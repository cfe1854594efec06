//! WebSocket handler: the SyncChannel between clients and session actors.
//!
//! DESIGN
//! ======
//! On upgrade, generates a client ID, joins the session actor with a bounded
//! per-client channel, and enters a `select!` loop:
//! - Incoming client messages → decode + dispatch as intents to the actor
//! - `fullState` broadcasts from the actor → forward to client
//!
//! Intents never mutate anything here. Mutations happen inside the actor,
//! which answers every member (the sender included) through its channel, so
//! the sender sees its own change in the same order as everyone else.
//! Messages returned from [`process_inbound_text`] go to the sender only and
//! are limited to errors and snapshot acknowledgements.
//!
//! LIFECYCLE
//! =========
//! 1. Upgrade → join session → actor sends `fullState` at the current version
//! 2. Client sends intents → actor applies → `fullState` to all members
//! 3. Close → part session. The session and its history stay alive.
//! 4. Session torn down → member channel closes → socket closes

use axum::extract::ws::{Message, WebSocket, WebSocketUpgrade};
use axum::extract::{Path, State};
use axum::http::StatusCode;
use axum::response::{IntoResponse, Response};
use frames::{ClientMessage, ErrorCode, ServerMessage, Stroke};
use tokio::sync::mpsc;
use tracing::{error, info, warn};
use uuid::Uuid;

use crate::services::session::{Intent, SessionError, SessionHandle};
use crate::services::snapshot::validate_name;
use crate::state::AppState;

// =============================================================================
// UPGRADE
// =============================================================================

/// `GET /ws`: join the default session.
pub async fn handle_ws_default(State(state): State<AppState>, ws: WebSocketUpgrade) -> Response {
    let session_id = state.config.default_session.clone();
    upgrade(state, &session_id, ws).await
}

/// `GET /ws/{session_id}`: join (creating on first reference) a named session.
pub async fn handle_ws_session(
    State(state): State<AppState>,
    Path(session_id): Path<String>,
    ws: WebSocketUpgrade,
) -> Response {
    upgrade(state, &session_id, ws).await
}

async fn upgrade(state: AppState, session_id: &str, ws: WebSocketUpgrade) -> Response {
    let session = match state.sessions.get_or_create(session_id).await {
        Ok(session) => session,
        Err(e) => {
            warn!(%session_id, error = %e, "ws: rejected upgrade");
            return (session_error_to_status(&e), e.to_string()).into_response();
        }
    };
    ws.on_upgrade(move |socket| run_ws(socket, state, session))
}

pub(crate) fn session_error_to_status(err: &SessionError) -> StatusCode {
    match err {
        SessionError::InvalidId(_) => StatusCode::BAD_REQUEST,
        SessionError::NotFound(_) => StatusCode::NOT_FOUND,
        SessionError::Closed(_) => StatusCode::SERVICE_UNAVAILABLE,
    }
}

// =============================================================================
// CONNECTION
// =============================================================================

async fn run_ws(mut socket: WebSocket, state: AppState, session: SessionHandle) {
    let client_id = Uuid::new_v4();
    let session_id = session.id().to_owned();

    // Per-connection channel for state broadcasts from the session actor.
    let (client_tx, mut client_rx) = mpsc::channel::<ServerMessage>(state.config.client_channel_capacity);

    if let Err(e) = session.join(client_id, client_tx).await {
        warn!(%client_id, %session_id, error = %e, "ws: join failed");
        if send_message(&mut socket, &ServerMessage::error_from(&e)).await.is_err() {
            info!(%client_id, "ws: client gone before join error was sent");
        }
        return;
    }
    info!(%client_id, %session_id, "ws: client connected");

    loop {
        tokio::select! {
            msg = socket.recv() => {
                let Some(Ok(msg)) = msg else { break };
                match msg {
                    Message::Text(text) => {
                        let replies = process_inbound_text(&state, &session, client_id, text.as_str()).await;
                        if !send_all(&mut socket, &replies).await {
                            break;
                        }
                    }
                    Message::Close(_) => break,
                    _ => {}
                }
            }
            outbound = client_rx.recv() => {
                let Some(message) = outbound else {
                    info!(%client_id, %session_id, "ws: session closed, dropping client");
                    break;
                };
                if send_message(&mut socket, &message).await.is_err() {
                    break;
                }
            }
        }
    }

    session.part(client_id).await;
    info!(%client_id, %session_id, "ws: client disconnected");
}

// =============================================================================
// DISPATCH
// =============================================================================

/// Decode and dispatch one inbound text message. Returns messages for the
/// sender only; state changes reach the sender through the session broadcast.
pub(crate) async fn process_inbound_text(
    state: &AppState,
    session: &SessionHandle,
    client_id: Uuid,
    text: &str,
) -> Vec<ServerMessage> {
    let message = match frames::decode_client(text) {
        Ok(message) => message,
        Err(e) => {
            warn!(%client_id, error = %e, "ws: invalid inbound message");
            return vec![ServerMessage::error_from(&e)];
        }
    };
    info!(%client_id, session_id = %session.id(), kind = message.kind(), "ws: recv");

    let result = match message {
        ClientMessage::SubmitStroke { points } => match Stroke::new(points) {
            Ok(stroke) => session.submit(Intent::Append(stroke)).await.map_err(|e| ServerMessage::error_from(&e)),
            Err(e) => {
                warn!(%client_id, error = %e, "ws: rejected stroke");
                Err(ServerMessage::error_from(&e))
            }
        },
        ClientMessage::Undo => submit(session, Intent::Undo).await,
        ClientMessage::Redo => submit(session, Intent::Redo).await,
        ClientMessage::Clear => submit(session, Intent::Clear).await,
        ClientMessage::RequestFullState => session.resync(client_id).await.map_err(|e| ServerMessage::error_from(&e)),
        ClientMessage::SaveSnapshot { name } => return vec![save_snapshot(state, session, &name).await],
        ClientMessage::LoadSnapshot { name } => load_snapshot(state, session, &name).await,
    };

    match result {
        Ok(()) => vec![],
        Err(reply) => vec![reply],
    }
}

async fn submit(session: &SessionHandle, intent: Intent) -> Result<(), ServerMessage> {
    session.submit(intent).await.map_err(|e| ServerMessage::error_from(&e))
}

/// Save the visible log. Runs outside the actor on an immutable copy.
async fn save_snapshot(state: &AppState, session: &SessionHandle, name: &str) -> ServerMessage {
    if let Err(e) = validate_name(name) {
        return ServerMessage::error_from(&e);
    }
    let visible = match session.visible().await {
        Ok(visible) => visible,
        Err(e) => return ServerMessage::error_from(&e),
    };
    match state.snapshots.save(name, &visible).await {
        Ok(()) => {
            info!(session_id = %session.id(), snapshot = %name, strokes = visible.len(), "ws: snapshot saved");
            ServerMessage::SnapshotSaved { name: name.to_owned(), strokes: visible.len() }
        }
        Err(e) => {
            error!(session_id = %session.id(), snapshot = %name, error = %e, "ws: snapshot save failed");
            ServerMessage::error_from(&e)
        }
    }
}

/// Load a snapshot and replace the session history. The new state is
/// broadcast by the actor.
async fn load_snapshot(state: &AppState, session: &SessionHandle, name: &str) -> Result<(), ServerMessage> {
    let log = state.snapshots.load(name).await.map_err(|e| {
        warn!(session_id = %session.id(), snapshot = %name, error = %e, "ws: snapshot load failed");
        ServerMessage::error_from(&e)
    })?;
    info!(session_id = %session.id(), snapshot = %name, strokes = log.len(), "ws: snapshot loaded");
    submit(session, Intent::Replace(log)).await
}

// =============================================================================
// SEND
// =============================================================================

async fn send_all(socket: &mut WebSocket, messages: &[ServerMessage]) -> bool {
    for message in messages {
        if send_message(socket, message).await.is_err() {
            return false;
        }
    }
    true
}

async fn send_message(socket: &mut WebSocket, message: &ServerMessage) -> Result<(), ()> {
    let json = match frames::encode(message) {
        Ok(json) => json,
        Err(e) => {
            error!(code = e.error_code(), error = %e, "ws: failed to encode message");
            return Err(());
        }
    };
    if let ServerMessage::Error(payload) = message {
        warn!(code = %payload.code, message = %payload.message, "ws: send error");
    }
    socket.send(Message::Text(json.into())).await.map_err(|_| ())
}

#[cfg(test)]
#[path = "ws_test.rs"]
mod tests;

* [Problem] Write out, word for word, every line from the one containing "for message in" through the last line of the records above.

* [Reply to the exercise]
    for message in messages {
        if send_message(socket, message).await.is_err() {
            return false;
        }
    }
    true
}

async fn send_message(socket: &mut WebSocket, message: &ServerMessage) -> Result<(), ()> {
    let json = match frames::encode(message) {
        Ok(json) => json,
        Err(e) => {
            error!(code = e.error_code(), error = %e, "ws: failed to encode message");
            return Err(());
        }
    };
    if let ServerMessage::Error(payload) = message {
        warn!(code = %payload.code, message = %payload.message, "ws: send error");
    }
    socket.send(Message::Text(json.into())).await.map_err(|_| ())
}

#[cfg(test)]
#[path = "ws_test.rs"]
mod tests;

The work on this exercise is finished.